Although some members did attempt to test the waters and experiment in other companies, it wasn’t until the fate of the Lisner Downstage – the primary performance space for student theater – was in jeopardy in 2007 that theater members came together as one community. Noise complaints had prompted discussions by the University to restrict stage use for GW theater groups.
“The Student Theatre Council, in liaison with the University and student theater community, really stepped up and took up the role of creating a feeling of community. The unity that was missing was suddenly there,” Seide said. “We all wanted to perform, we all wanted to direct, we all wanted to design; we were all there for the same purpose and this unwritten divide between us was absurd.”
In 2008 – with the Downstage still intact – student theater was reborn as the companies rejected the caste system and coordinated with each other as one cohesive community.
“Company loyalty is becoming less of ‘who you will bleed for,’ and more of ‘what flavor your feel like at the moment,'” Daniel Kaufman, artistic director of FPP said.
Breaking into university life is a daunting task for any student, but Seide said theater made her comfortable in D.C.
“Some people come to college and decide to rush since they want to make their world smaller. You go to a school with [10,000] undergraduate students and sometimes you need to find your niche, but student theater was that for me and I know that it was for a lot of other people,” Seide said. “As a member, it’s like being in some weird, huge, dysfunctional, incestuous family, which everyone loves being a part of.”

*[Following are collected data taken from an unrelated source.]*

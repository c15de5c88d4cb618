pub mod manager;
pub mod models;
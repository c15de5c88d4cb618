// handlers/public/auth/register.rs - POST /auth/register

use axum::Json;
use serde::Deserialize;
use serde_json::{json, Value};
use uuid::Uuid;

use crate::auth::{generate_token_pair, hash_password, validate_email_format, validate_password_strength};
use crate::database::manager::DatabaseManager;
use crate::database::models::{organization::slugify, Organization, User, UserRole};
use crate::error::{is_unique_violation, ApiError};
use crate::middleware::response::{ApiResponse, ApiResult};

#[derive(Debug, Deserialize)]
pub struct RegisterRequest {
    pub email: String,
    pub password: String,
    pub first_name: Option<String>,
    pub last_name: Option<String>,
    /// Organization to create; the registering user becomes its admin
    pub organization_name: String,
}

/// Register a new organization together with its first (admin) user.
/// Both rows are written in one transaction.
pub async fn register(Json(payload): Json<RegisterRequest>) -> ApiResult<Value> {
    let email = payload.email.trim().to_lowercase();
    validate_email_format(&email).map_err(|reason| ApiError::field_error("Datos inválidos", "email", reason))?;
    validate_password_strength(&payload.password)
        .map_err(|reason| ApiError::field_error("Datos inválidos", "password", reason))?;

    let organization_name = payload.organization_name.trim();
    if organization_name.is_empty() {
        return Err(ApiError::field_error("Datos inválidos", "organization_name", "requerido"));
    }

    let password_hash = hash_password(&payload.password)
        .map_err(|_| ApiError::internal_server_error("Error al procesar la contraseña"))?;

    let pool = DatabaseManager::pool().await?;
    let mut tx = pool.begin().await?;

    let slug = available_slug(&mut tx, organization_name).await?;
    let organization = sqlx::query_as::<_, Organization>(
        r#"
        INSERT INTO organizations (id, name, slug, created_at, updated_at)
        VALUES ($1, $2, $3, NOW(), NOW())
        RETURNING *
        "#,
    )
    .bind(Uuid::new_v4())
    .bind(organization_name)
    .bind(&slug)
    .fetch_one(&mut *tx)
    .await?;

    let user = sqlx::query_as::<_, User>(
        r#"
        INSERT INTO users
            (id, email, password_hash, first_name, last_name, role,
             organization_id, is_active, email_verified, created_at, updated_at)
        VALUES ($1, $2, $3, $4, $5, $6, $7, TRUE, FALSE, NOW(), NOW())
        RETURNING *
        "#,
    )
    .bind(Uuid::new_v4())
    .bind(&email)
    .bind(&password_hash)
    .bind(&payload.first_name)
    .bind(&payload.last_name)
    .bind(UserRole::Admin)
    .bind(organization.id)
    .fetch_one(&mut *tx)
    .await
    .map_err(|e| {
        if is_unique_violation(&e) {
            ApiError::conflict("El correo ya está registrado")
        } else {
            e.into()
        }
    })?;

    tx.commit().await?;

    let tokens = generate_token_pair(user.id, &user.email, user.role, user.organization_id)
        .map_err(|_| ApiError::internal_server_error("Error al generar el token"))?;

    Ok(ApiResponse::created(json!({
        "user": user,
        "organization": organization,
        "tokens": tokens,
    }))
    .with_message("Registro exitoso"))
}

/// Slug the organization name, suffixing with a short random tail if the
/// plain slug is already taken.
async fn available_slug(
    tx: &mut sqlx::Transaction<'_, sqlx::Postgres>,
    name: &str,
) -> Result<String, ApiError> {
    let base = slugify(name);
    let base = if base.is_empty() { "org".to_string() } else { base };

    let taken: Option<(Uuid,)> = sqlx::query_as("SELECT id FROM organizations WHERE slug = $1")
        .bind(&base)
        .fetch_optional(&mut **tx)
        .await?;

    if taken.is_none() {
        return Ok(base);
    }
    let tail = Uuid::new_v4().simple().to_string();
    Ok(format!("{}-{}", base, &tail[..6]))
}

And despite its tempestuous past, the theater community is welcome to even those outside of the theater majors, graduating senior Dominick DeGaetano, a music major, said.
“The more spatially-gifted may find a home on a set-building crew, or playing with the subtle art of lighting design, or, dare I say, learning how to create a stereophonic rain effect,” DeGaetano said. “In any case, you’ll be joining the most enthusiastic and interesting art-making community on campus. It’s something you want to do.”

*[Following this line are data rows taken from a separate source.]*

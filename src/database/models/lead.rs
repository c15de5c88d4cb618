use chrono::{DateTime, Utc};
use rust_decimal::Decimal;
use serde::{Deserialize, Serialize};
use sqlx::FromRow;
use uuid::Uuid;

#[derive(Debug, Clone, Copy, PartialEq, Eq, Serialize, Deserialize, sqlx::Type)]
#[sqlx(type_name = "lead_stage", rename_all = "UPPERCASE")]
#[serde(rename_all = "SCREAMING_SNAKE_CASE")]
pub enum LeadStage {
    New,
    Contacted,
    Qualified,
    Proposal,
    Negotiation,
    Won,
    Lost,
}

impl LeadStage {
    pub fn parse(s: &str) -> Option<Self> {
        match s {
            "NEW" => Some(LeadStage::New),
            "CONTACTED" => Some(LeadStage::Contacted),
            "QUALIFIED" => Some(LeadStage::Qualified),
            "PROPOSAL" => Some(LeadStage::Proposal),
            "NEGOTIATION" => Some(LeadStage::Negotiation),
            "WON" => Some(LeadStage::Won),
            "LOST" => Some(LeadStage::Lost),
            _ => None,
        }
    }
}

#[derive(Debug, Clone, Serialize, Deserialize, FromRow)]
pub struct Lead {
    pub id: Uuid,
    pub organization_id: Uuid,
    pub project_id: Uuid,
    pub name: String,
    pub email: Option<String>,
    pub phone: Option<String>,
    pub company: Option<String>,
    pub stage: LeadStage,
    pub source: Option<String>,
    pub notes: Option<String>,
    pub assigned_to_id: Option<Uuid>,
    pub budget: Option<Decimal>,
    pub expected_close_date: Option<DateTime<Utc>>,
    pub created_at: DateTime<Utc>,
    pub updated_at: DateTime<Utc>,
}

Meanwhile, the Student Theatre Council puts on as many as 36 shows a year – with nine shows per company – working with and under the direction of its peers. Rehearsal times vary between the theater department and the Student Theatre Council and so do practice spaces. From Phillips Hall classrooms and residence hall community rooms to the main stage the week of a production’s opening, theater students wander around campus like nomads practicing in different settings.
The Downstage and Betts Theatre are the main stages for theater productions, along with the newest addition, Pelham Hall theater. It was designed with the GW theater community in mind in the hopes of making a trip to the Vern for a play or musical a gradual norm.
“James and the Giant Peach” will be one of the first shows in the new Pelham theater, said Amanda Newman, rising sophomore and public relations director of the Fourteenth Grade Players.
With Lindy’s and Kogan Plaza as their regular haunts, theater participants meet up off-stage by simply hanging out during the weekend or catching a good costume party.
Under such close quarters, relationships can go beyond friendship. “Student theater romance is interesting, but also like Pandora’s box – it’s best not to get into it,” said graduating senior Amanda Rhodes. “For some it works, but theater people know drama on and off-stage.”